Thanks to seed funding provided by the Cullen College of Engineering, electrical and computer engineering faculty members Ji Chen and David Jackson have launched a research program to develop antennas for small satellites.
Small satellites are generally classified as those that weigh less than 500 lbs. Compared to their larger counterparts, they are less expensive to build and to launch into orbit. These cost factors make it practical to operate multiple satellites in coordination, providing the benefit of redundancy: if one is damaged or malfunctions, others can pick up the slack.
Antennas remain one of the challenges to the use and reliability of small satellites, however. Most small satellites rely on antennas that are mechanically deployed after launch. These mechanical systems can easily become damaged during launch, Chen said, making the entire satellite essentially worthless.
Chen and Jackson, then, are working to develop antennas that can be etched directly onto the solar cells that power these satellites. “We don’t want any moving parts,” said Chen. “By etching an antenna on a solar cell, we can make it rigid. There’s no mechanical deployment.”
The actual etching isn’t a challenge, noted Chen. The real work comes in finding the right patterns to etch in order to facilitate reliable communication among small satellites and between an individual satellite and earth.
Supported by data gathered through the college’s seed funding, Chen and Jackson are currently assembling proposals for external support.
In addition to his small satellite research, Chen is an established expert in the area of electromagnetic compatibility (EMC). This field covers the effects of devices that emit electromagnetic radiation on the human body and explores how much electromagnetic radiation medical devices, such as pacemakers, can be safely exposed to.
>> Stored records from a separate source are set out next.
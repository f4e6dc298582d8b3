//! Common error types for Parlor

use thiserror::Error;

/// Common result type for Parlor operations
pub type Result<T> = std::result::Result<T, Error>;

/// Common error types shared across Parlor crates
#[derive(Error, Debug)]
pub enum Error {
    /// I/O operation error (wraps std::io::Error)
    #[error("IO error: {0}")]
    Io(#[from] std::io::Error),

    /// Configuration loading or validation error
    #[error("Configuration error: {0}")]
    Config(String),

    /// TOML parse error
    #[error("TOML parse error: {0}")]
    Toml(#[from] toml::de::Error),

    /// Invalid user input or request parameter
    #[error("Invalid input: {0}")]
    InvalidInput(String),
}
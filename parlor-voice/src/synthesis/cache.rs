//! Synthesis result cache
//!
//! Keyed by (text, channel). Entries expire after a fixed TTL and are evicted
//! lazily on lookup; when full, the oldest entry makes room for a new one.

use crate::audio::AudioFormat;
use parlor_common::Channel;
use serde::Serialize;
use sha2::{Digest, Sha256};
use std::collections::HashMap;
use std::sync::Arc;
use std::time::Duration;
use tokio::time::Instant;
use tracing::debug;

/// Cache key for a (text, channel) pair
pub fn cache_key(text: &str, channel: Channel) -> String {
    let mut hasher = Sha256::new();
    hasher.update(text.as_bytes());
    hasher.update([0x1f]);
    hasher.update(channel.to_string().as_bytes());
    format!("{:x}", hasher.finalize())
}

#[derive(Debug, Clone)]
pub struct CacheEntry {
    pub audio: Arc<[u8]>,
    pub estimated_duration: Duration,
    pub format: AudioFormat,
    /// Backend that produced the audio
    pub backend_id: String,
    pub created_at: Instant,
}

#[derive(Debug, Clone, Copy, PartialEq, Eq, Serialize)]
pub struct CacheStats {
    pub entries: usize,
    pub capacity: usize,
    pub hits: u64,
    pub misses: u64,
}

pub struct SynthesisCache {
    entries: HashMap<String, CacheEntry>,
    ttl: Duration,
    capacity: usize,
    hits: u64,
    misses: u64,
}

impl SynthesisCache {
    pub fn new(ttl: Duration, capacity: usize) -> Self {
        Self {
            entries: HashMap::new(),
            ttl,
            capacity: capacity.max(1),
            hits: 0,
            misses: 0,
        }
    }

    /// Fresh, non-empty entry for (text, channel)
    pub fn get(&mut self, text: &str, channel: Channel) -> Option<CacheEntry> {
        let key = cache_key(text, channel);

        let usable = match self.entries.get(&key) {
            Some(entry) => !entry.audio.is_empty() && entry.created_at.elapsed() <= self.ttl,
            None => {
                self.misses += 1;
                return None;
            }
        };

        if !usable {
            debug!("Evicting stale cache entry for channel {}", channel);
            self.entries.remove(&key);
            self.misses += 1;
            return None;
        }

        self.hits += 1;
        self.entries.get(&key).cloned()
    }

    /// Store a result; empty audio is never cached
    pub fn insert(&mut self, text: &str, channel: Channel, entry: CacheEntry) {
        if entry.audio.is_empty() {
            return;
        }

        let key = cache_key(text, channel);
        if !self.entries.contains_key(&key) && self.entries.len() >= self.capacity {
            self.purge_expired();
            if self.entries.len() >= self.capacity {
                self.evict_oldest();
            }
        }
        self.entries.insert(key, entry);
    }

    fn purge_expired(&mut self) {
        let ttl = self.ttl;
        self.entries
            .retain(|_, entry| !entry.audio.is_empty() && entry.created_at.elapsed() <= ttl);
    }

    fn evict_oldest(&mut self) {
        let oldest = self
            .entries
            .iter()
            .min_by_key(|(_, entry)| entry.created_at)
            .map(|(key, _)| key.clone());
        if let Some(key) = oldest {
            self.entries.remove(&key);
        }
    }

    pub fn len(&self) -> usize {
        self.entries.len()
    }

    pub fn is_empty(&self) -> bool {
        self.entries.is_empty()
    }

    pub fn clear(&mut self) {
        self.entries.clear();
    }

    pub fn stats(&self) -> CacheStats {
        CacheStats {
            entries: self.entries.len(),
            capacity: self.capacity,
            hits: self.hits,
            misses: self.misses,
        }
    }
}

#[cfg(test)]
mod tests {
    use super::*;

    fn entry(bytes: &[u8]) -> CacheEntry {
        CacheEntry {
            audio: Arc::from(bytes),
            estimated_duration: Duration::from_millis(400),
            format: AudioFormat::Wav,
            backend_id: "primary".to_string(),
            created_at: Instant::now(),
        }
    }

    #[test]
    fn test_key_depends_on_text_and_channel() {
        let a = cache_key("hello", Channel::System);
        assert_eq!(a, cache_key("hello", Channel::System));
        assert_ne!(a, cache_key("hello", Channel::participant(0)));
        assert_ne!(a, cache_key("hello!", Channel::System));
        assert_eq!(a.len(), 64);
    }

    #[tokio::test(start_paused = true)]
    async fn test_entry_expires_after_ttl() {
        let mut cache = SynthesisCache::new(Duration::from_secs(3600), 100);
        cache.insert("deal the cards", Channel::System, entry(b"RIFFdata"));

        tokio::time::advance(Duration::from_secs(30 * 60)).await;
        assert!(cache.get("deal the cards", Channel::System).is_some());

        tokio::time::advance(Duration::from_secs(31 * 60)).await;
        assert!(cache.get("deal the cards", Channel::System).is_none());
        assert!(cache.is_empty());

        let stats = cache.stats();
        assert_eq!(stats.hits, 1);
        assert_eq!(stats.misses, 1);
    }

    #[test]
    fn test_empty_audio_not_cached() {
        let mut cache = SynthesisCache::new(Duration::from_secs(60), 10);
        cache.insert("silence", Channel::System, entry(b""));
        assert!(cache.get("silence", Channel::System).is_none());
        assert_eq!(cache.len(), 0);
    }

    #[tokio::test(start_paused = true)]
    async fn test_capacity_evicts_oldest() {
        let mut cache = SynthesisCache::new(Duration::from_secs(3600), 2);
        cache.insert("one", Channel::System, entry(b"1"));
        tokio::time::advance(Duration::from_secs(1)).await;
        cache.insert("two", Channel::System, entry(b"2"));
        tokio::time::advance(Duration::from_secs(1)).await;
        cache.insert("three", Channel::System, entry(b"3"));

        assert_eq!(cache.len(), 2);
        assert!(cache.get("one", Channel::System).is_none());
        assert!(cache.get("two", Channel::System).is_some());
        assert!(cache.get("three", Channel::System).is_some());
    }

    #[test]
    fn test_replacing_existing_key_does_not_evict() {
        let mut cache = SynthesisCache::new(Duration::from_secs(3600), 1);
        cache.insert("one", Channel::System, entry(b"1"));
        cache.insert("one", Channel::System, entry(b"11"));
        assert_eq!(cache.len(), 1);
        assert_eq!(&*cache.get("one", Channel::System).unwrap().audio, b"11");
    }
}
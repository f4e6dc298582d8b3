//! Text-to-speech synthesis
//!
//! Backends, the result cache and the fallback pipeline that ties them
//! together.

pub mod backend;
pub mod cache;
pub mod pipeline;

pub use backend::{BackendDescriptor, HttpBackend, SynthesisBackend, SynthesisRequest};
pub use cache::{cache_key, CacheEntry, CacheStats, SynthesisCache};
pub use pipeline::{
    estimate_duration, AudioResult, BackendStatus, HealthStatus, Shortfall, SynthesisOptions,
    SynthesisPipeline,
};
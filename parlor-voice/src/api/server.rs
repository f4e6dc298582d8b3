//! HTTP server setup and routing

use crate::context::VoiceContext;
use crate::error::{Error, Result};
use axum::{
    routing::{get, post},
    Router,
};
use tokio_util::sync::CancellationToken;
use tower_http::cors::CorsLayer;
use tower_http::trace::TraceLayer;
use tracing::info;

/// Shared application context passed to all handlers
#[derive(Clone)]
pub struct AppContext {
    pub voice: VoiceContext,
}

impl AppContext {
    pub fn new(voice: VoiceContext) -> Self {
        Self { voice }
    }
}

/// Build the router with all routes
pub fn create_router(ctx: AppContext) -> Router {
    Router::new()
        .route("/health", get(super::handlers::health))
        // Speech
        .route("/speak", post(super::handlers::speak))
        // Playback control
        .route("/stats", get(super::handlers::get_stats))
        .route("/stop", post(super::handlers::stop_all))
        .route("/channels/:channel/stop", post(super::handlers::stop_channel))
        .route("/channels/:channel/mix", post(super::handlers::set_channel_mix))
        .route("/volume", get(super::handlers::get_volume))
        .route("/volume", post(super::handlers::set_volume))
        .route("/enabled", post(super::handlers::set_enabled))
        // Scheduling
        .route("/ceiling", post(super::handlers::set_ceiling))
        .route("/participants", post(super::handlers::set_participants))
        // Synthesis backends
        .route("/backends", get(super::handlers::list_backends))
        .route("/backends", post(super::handlers::register_backend))
        // SSE event stream
        .route("/events", get(super::sse::event_stream))
        .with_state(ctx)
        .layer(TraceLayer::new_for_http())
        .layer(CorsLayer::permissive())
}

/// Serve the API on `bind_addr` until `shutdown` is cancelled
pub async fn run(ctx: AppContext, bind_addr: &str, shutdown: CancellationToken) -> Result<()> {
    let app = create_router(ctx);

    let listener = tokio::net::TcpListener::bind(bind_addr)
        .await
        .map_err(|e| Error::Config(format!("Failed to bind to {}: {}", bind_addr, e)))?;

    let local_addr = listener
        .local_addr()
        .map_err(|e| Error::Internal(format!("Listener has no address: {}", e)))?;
    info!("HTTP API listening on {}", local_addr);

    axum::serve(listener, app)
        .with_graceful_shutdown(async move { shutdown.cancelled().await })
        .await
        .map_err(|e| Error::Internal(format!("Server error: {}", e)))?;

    info!("HTTP API stopped");
    Ok(())
}
//! Audio payload handling
//!
//! Decoding of synthesized audio payloads into stereo PCM.

pub mod decode;

pub use decode::{decode_payload, sniff_format, AudioFormat, DecodedAudio};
Chen, in fact, represents UH in an National Science Foundation-funded center that also includes Clemson University and Missouri University of Science and Technology. The group, which has received about $1 million from the NSF during the past five years, develops solutions to EMC-related challenges and produces reports on the electromagnetic properties of various products and devices. Companies that provide the group with financial support include electronics device makers like Apple and Huawei, as well as medical device manufacturers like Cyberonics, Biotronik and St. Jude’s Medical.